**Task brief**
Only one stretch of the records below is wanted: the lines from the one holding "pub use csv::Writer;" through the one holding "create the archive". Return it exactly, both ends included.

**Excerpted records**
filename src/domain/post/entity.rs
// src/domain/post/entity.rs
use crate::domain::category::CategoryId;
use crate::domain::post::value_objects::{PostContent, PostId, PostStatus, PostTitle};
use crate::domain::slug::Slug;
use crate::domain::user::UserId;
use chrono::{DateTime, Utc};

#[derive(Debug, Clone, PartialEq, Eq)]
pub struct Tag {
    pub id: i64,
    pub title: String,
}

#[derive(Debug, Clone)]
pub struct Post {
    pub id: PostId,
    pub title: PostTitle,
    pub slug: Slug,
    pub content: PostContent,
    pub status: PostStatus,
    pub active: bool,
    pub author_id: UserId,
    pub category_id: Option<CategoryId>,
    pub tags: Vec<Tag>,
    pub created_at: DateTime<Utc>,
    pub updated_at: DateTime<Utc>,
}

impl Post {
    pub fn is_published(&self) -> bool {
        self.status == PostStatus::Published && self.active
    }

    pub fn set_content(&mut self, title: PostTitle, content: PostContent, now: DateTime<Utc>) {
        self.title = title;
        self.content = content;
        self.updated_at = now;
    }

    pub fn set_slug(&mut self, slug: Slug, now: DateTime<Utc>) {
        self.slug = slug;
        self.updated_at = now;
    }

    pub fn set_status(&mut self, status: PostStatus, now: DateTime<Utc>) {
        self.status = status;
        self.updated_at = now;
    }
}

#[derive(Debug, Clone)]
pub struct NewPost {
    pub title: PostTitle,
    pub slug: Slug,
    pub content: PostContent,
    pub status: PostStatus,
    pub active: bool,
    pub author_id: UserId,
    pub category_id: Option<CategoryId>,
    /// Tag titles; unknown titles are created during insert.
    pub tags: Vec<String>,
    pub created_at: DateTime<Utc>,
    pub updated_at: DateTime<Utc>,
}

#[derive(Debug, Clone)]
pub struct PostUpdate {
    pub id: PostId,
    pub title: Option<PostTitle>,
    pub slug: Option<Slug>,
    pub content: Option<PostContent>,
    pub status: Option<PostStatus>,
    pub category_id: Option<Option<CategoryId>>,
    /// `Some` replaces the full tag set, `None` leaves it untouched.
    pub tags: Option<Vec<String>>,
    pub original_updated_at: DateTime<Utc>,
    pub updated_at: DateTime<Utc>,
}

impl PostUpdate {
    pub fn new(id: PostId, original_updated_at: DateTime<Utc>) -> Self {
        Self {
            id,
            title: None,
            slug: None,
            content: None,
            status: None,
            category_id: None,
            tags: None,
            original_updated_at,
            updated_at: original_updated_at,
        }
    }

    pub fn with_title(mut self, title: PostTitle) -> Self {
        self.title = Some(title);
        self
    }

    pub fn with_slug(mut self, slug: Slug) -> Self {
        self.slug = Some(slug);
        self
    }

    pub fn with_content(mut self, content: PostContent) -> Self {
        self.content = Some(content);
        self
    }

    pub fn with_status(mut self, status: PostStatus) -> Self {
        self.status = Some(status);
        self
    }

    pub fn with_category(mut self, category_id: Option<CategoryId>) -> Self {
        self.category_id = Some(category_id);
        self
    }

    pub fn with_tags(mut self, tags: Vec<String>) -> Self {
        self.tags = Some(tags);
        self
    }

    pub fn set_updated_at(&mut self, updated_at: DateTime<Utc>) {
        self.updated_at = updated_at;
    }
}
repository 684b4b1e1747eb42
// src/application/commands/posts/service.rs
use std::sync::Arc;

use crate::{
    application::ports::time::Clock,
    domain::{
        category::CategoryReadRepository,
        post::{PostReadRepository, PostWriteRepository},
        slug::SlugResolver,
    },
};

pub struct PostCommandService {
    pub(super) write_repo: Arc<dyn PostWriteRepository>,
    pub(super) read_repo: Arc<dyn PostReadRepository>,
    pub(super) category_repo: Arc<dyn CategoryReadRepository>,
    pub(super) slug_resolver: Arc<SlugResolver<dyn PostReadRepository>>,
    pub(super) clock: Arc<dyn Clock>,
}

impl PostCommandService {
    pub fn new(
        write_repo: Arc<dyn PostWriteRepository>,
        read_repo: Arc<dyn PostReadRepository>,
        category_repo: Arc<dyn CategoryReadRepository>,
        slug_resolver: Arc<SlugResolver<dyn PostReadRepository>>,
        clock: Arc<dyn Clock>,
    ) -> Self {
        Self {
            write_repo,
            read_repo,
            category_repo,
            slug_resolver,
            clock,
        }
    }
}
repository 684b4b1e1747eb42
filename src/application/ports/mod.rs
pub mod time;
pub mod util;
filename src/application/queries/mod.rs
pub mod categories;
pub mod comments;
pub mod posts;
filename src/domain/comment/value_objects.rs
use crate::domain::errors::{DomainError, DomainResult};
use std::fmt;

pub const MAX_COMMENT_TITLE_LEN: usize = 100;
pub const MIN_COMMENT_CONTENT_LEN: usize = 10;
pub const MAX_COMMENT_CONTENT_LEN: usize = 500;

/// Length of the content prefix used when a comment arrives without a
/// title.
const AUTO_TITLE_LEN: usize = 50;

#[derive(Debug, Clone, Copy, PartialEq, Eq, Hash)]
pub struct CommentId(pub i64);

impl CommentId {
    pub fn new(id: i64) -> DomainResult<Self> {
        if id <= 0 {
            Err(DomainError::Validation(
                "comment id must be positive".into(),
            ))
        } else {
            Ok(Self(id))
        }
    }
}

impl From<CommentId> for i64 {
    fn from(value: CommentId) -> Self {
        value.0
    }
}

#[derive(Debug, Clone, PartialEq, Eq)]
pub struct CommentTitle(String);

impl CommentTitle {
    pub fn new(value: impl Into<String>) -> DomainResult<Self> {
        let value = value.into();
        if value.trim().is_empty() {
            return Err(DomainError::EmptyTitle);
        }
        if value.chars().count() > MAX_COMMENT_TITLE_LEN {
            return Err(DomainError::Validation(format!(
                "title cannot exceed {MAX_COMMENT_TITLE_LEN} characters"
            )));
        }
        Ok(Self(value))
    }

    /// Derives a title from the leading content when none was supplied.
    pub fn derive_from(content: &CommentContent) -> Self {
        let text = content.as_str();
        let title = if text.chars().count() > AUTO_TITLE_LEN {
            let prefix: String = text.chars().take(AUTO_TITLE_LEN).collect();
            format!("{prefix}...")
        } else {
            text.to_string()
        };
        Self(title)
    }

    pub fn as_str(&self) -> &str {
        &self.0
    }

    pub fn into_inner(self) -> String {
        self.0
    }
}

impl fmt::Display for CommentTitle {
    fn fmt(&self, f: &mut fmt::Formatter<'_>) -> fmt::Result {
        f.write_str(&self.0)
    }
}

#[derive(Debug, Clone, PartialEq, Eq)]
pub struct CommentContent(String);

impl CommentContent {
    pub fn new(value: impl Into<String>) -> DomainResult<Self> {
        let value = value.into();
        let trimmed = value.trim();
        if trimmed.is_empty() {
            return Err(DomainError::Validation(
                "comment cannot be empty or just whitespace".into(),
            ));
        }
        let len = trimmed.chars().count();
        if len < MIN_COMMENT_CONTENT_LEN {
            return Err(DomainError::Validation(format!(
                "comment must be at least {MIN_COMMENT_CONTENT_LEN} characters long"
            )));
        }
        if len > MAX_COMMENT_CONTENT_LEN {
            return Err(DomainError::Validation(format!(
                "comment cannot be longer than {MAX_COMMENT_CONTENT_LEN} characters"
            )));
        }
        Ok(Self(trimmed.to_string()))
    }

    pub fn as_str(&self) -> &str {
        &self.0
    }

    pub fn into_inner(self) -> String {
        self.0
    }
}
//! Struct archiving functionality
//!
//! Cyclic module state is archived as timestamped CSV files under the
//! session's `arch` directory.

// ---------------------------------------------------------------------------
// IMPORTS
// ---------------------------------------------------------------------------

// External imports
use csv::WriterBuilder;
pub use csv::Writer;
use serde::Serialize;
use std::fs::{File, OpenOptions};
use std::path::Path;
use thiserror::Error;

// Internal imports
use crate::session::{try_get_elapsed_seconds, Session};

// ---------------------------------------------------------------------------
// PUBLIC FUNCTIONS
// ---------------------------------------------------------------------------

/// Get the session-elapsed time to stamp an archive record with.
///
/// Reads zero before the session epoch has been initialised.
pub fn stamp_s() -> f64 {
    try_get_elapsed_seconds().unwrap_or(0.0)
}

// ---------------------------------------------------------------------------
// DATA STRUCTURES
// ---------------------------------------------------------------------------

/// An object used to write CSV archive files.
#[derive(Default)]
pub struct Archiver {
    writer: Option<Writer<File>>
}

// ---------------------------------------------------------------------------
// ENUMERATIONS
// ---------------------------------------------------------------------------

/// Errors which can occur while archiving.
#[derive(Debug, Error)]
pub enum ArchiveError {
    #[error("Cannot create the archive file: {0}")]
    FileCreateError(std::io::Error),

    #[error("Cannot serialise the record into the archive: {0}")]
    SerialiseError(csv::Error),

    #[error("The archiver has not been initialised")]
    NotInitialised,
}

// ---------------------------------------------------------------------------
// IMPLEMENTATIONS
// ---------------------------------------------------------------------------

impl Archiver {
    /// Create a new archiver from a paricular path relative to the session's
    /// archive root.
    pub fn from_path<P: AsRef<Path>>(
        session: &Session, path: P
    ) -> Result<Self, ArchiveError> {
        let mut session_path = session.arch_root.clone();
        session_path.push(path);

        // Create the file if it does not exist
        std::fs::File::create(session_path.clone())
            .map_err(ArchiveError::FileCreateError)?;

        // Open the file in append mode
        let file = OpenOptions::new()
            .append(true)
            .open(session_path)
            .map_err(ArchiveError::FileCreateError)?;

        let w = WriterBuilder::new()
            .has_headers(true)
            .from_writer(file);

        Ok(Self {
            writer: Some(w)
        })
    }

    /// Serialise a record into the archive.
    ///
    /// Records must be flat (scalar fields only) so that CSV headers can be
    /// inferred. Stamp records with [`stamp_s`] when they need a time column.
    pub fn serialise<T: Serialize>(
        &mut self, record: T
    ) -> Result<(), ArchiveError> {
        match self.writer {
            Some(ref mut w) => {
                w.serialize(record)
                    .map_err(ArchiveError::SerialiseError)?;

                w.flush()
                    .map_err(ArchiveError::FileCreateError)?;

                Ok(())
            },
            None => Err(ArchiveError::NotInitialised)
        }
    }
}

==

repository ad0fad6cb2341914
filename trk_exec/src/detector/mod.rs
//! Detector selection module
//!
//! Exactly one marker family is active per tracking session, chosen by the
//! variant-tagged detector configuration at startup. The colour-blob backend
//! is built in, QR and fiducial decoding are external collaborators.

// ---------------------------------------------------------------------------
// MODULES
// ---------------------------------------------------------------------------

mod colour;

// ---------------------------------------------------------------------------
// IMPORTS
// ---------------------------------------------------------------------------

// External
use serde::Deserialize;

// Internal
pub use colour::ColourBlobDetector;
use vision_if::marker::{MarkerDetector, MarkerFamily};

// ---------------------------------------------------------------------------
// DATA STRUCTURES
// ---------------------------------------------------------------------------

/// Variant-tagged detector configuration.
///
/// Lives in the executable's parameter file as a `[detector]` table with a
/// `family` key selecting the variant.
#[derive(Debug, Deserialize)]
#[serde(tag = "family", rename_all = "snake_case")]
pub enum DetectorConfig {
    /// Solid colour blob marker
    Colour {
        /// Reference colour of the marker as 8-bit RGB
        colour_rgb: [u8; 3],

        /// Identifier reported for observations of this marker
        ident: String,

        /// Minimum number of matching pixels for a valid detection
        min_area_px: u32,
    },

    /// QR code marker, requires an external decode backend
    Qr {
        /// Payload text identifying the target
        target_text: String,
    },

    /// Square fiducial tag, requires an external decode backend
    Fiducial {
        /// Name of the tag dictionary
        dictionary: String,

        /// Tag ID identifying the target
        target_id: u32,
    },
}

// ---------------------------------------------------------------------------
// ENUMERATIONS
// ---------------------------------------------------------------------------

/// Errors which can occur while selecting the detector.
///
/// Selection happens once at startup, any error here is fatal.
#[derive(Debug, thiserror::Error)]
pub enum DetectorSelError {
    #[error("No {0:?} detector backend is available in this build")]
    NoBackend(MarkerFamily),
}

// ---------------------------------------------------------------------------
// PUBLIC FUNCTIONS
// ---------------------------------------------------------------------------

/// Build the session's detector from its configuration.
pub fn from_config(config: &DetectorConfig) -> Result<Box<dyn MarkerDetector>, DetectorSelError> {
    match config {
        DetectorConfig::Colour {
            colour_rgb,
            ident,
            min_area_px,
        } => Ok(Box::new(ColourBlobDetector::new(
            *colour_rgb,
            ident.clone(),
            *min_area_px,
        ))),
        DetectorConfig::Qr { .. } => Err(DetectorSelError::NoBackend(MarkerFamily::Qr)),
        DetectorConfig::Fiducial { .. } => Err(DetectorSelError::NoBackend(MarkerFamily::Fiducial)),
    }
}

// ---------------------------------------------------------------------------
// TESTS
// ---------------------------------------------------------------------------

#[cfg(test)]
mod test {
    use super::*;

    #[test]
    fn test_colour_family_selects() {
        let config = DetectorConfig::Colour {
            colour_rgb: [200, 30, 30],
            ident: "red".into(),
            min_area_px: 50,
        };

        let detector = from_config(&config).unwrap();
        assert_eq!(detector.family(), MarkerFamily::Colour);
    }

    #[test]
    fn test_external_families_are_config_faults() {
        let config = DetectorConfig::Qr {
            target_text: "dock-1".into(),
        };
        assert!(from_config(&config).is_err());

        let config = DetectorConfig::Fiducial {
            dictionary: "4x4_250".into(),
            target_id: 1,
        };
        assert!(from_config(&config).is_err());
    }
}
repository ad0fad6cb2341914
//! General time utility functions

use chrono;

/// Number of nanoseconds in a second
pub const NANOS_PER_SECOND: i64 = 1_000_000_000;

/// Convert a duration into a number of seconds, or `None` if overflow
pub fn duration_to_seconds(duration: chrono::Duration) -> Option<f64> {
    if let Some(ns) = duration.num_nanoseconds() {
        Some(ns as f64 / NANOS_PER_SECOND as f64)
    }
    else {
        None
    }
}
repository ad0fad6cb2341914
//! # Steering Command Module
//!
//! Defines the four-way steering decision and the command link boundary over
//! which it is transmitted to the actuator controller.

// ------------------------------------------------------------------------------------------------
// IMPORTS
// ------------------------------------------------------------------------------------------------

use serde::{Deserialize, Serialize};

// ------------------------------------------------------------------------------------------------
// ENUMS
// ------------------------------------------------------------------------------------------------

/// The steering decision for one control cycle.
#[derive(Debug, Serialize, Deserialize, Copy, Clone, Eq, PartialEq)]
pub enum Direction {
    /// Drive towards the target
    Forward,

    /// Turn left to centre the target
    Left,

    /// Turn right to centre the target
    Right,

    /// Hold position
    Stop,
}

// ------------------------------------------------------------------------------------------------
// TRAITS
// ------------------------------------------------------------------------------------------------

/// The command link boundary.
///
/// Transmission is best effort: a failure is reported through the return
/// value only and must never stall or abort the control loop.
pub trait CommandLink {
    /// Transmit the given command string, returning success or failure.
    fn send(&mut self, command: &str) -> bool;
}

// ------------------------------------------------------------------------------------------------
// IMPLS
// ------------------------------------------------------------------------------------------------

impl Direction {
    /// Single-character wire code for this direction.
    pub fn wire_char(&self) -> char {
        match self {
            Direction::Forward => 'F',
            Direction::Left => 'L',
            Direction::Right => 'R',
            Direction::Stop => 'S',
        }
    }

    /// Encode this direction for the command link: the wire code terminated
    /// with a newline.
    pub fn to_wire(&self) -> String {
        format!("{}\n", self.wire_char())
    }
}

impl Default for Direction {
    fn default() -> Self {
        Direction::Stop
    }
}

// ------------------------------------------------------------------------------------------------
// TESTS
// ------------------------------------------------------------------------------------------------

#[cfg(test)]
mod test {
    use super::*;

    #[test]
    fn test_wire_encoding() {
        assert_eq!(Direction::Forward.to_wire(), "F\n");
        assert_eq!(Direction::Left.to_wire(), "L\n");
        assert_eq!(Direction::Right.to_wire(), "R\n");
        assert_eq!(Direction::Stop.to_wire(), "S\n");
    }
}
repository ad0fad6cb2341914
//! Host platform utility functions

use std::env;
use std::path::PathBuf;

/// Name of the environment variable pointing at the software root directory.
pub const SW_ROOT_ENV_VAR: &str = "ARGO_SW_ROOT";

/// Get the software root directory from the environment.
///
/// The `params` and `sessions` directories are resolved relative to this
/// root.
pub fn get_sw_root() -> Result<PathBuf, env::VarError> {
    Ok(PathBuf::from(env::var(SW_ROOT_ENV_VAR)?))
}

* * *

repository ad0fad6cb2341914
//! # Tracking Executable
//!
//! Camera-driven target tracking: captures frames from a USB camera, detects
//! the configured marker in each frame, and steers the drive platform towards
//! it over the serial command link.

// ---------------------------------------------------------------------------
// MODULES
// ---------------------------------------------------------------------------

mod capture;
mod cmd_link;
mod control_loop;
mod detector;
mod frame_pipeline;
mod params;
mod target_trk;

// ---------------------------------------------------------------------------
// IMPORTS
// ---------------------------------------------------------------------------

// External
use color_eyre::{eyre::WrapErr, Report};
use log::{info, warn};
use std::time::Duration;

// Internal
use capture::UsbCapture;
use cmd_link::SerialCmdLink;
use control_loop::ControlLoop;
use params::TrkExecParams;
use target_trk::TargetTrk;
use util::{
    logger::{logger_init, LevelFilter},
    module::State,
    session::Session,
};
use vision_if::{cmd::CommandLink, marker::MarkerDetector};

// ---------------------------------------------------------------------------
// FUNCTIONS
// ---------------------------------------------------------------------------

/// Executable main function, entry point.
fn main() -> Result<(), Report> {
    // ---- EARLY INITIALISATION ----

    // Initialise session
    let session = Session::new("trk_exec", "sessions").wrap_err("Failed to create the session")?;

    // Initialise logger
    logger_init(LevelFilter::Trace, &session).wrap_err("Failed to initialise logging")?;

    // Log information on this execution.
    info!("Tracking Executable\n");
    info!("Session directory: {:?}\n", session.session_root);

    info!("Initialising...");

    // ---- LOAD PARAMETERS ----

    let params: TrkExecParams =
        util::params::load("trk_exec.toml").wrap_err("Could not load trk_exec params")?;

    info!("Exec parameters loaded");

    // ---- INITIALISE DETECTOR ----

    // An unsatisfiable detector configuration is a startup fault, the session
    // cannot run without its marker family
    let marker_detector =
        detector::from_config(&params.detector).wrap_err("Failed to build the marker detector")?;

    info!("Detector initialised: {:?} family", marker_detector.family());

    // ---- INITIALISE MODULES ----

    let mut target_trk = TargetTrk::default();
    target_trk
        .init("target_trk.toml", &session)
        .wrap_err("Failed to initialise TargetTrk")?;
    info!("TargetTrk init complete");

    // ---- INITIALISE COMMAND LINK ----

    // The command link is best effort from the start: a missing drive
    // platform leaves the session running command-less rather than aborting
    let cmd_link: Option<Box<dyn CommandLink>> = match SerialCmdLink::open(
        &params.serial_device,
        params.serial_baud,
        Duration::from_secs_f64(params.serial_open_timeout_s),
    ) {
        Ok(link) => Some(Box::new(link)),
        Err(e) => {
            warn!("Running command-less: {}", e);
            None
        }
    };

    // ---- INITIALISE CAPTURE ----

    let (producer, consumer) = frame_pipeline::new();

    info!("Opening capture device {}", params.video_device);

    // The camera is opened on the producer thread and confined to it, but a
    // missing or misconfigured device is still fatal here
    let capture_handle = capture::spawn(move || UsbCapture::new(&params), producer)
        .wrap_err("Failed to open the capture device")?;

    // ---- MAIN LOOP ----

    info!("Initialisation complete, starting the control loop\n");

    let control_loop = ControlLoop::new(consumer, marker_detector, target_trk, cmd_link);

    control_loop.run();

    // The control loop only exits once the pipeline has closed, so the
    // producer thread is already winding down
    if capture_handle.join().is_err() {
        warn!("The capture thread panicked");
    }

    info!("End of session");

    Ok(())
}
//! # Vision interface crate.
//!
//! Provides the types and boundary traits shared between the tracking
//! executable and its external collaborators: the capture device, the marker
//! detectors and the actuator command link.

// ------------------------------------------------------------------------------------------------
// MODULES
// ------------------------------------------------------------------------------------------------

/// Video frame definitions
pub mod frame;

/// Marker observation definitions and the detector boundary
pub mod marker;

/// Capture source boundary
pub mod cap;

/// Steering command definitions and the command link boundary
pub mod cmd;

**Answer area**
pub use csv::Writer;
use serde::Serialize;
use std::fs::{File, OpenOptions};
use std::path::Path;
use thiserror::Error;

// Internal imports
use crate::session::{try_get_elapsed_seconds, Session};

// ---------------------------------------------------------------------------
// PUBLIC FUNCTIONS
// ---------------------------------------------------------------------------

/// Get the session-elapsed time to stamp an archive record with.
///
/// Reads zero before the session epoch has been initialised.
pub fn stamp_s() -> f64 {
    try_get_elapsed_seconds().unwrap_or(0.0)
}

// ---------------------------------------------------------------------------
// DATA STRUCTURES
// ---------------------------------------------------------------------------

/// An object used to write CSV archive files.
#[derive(Default)]
pub struct Archiver {
    writer: Option<Writer<File>>
}

// ---------------------------------------------------------------------------
// ENUMERATIONS
// ---------------------------------------------------------------------------

/// Errors which can occur while archiving.
#[derive(Debug, Error)]
pub enum ArchiveError {
    #[error("Cannot create the archive file: {0}")]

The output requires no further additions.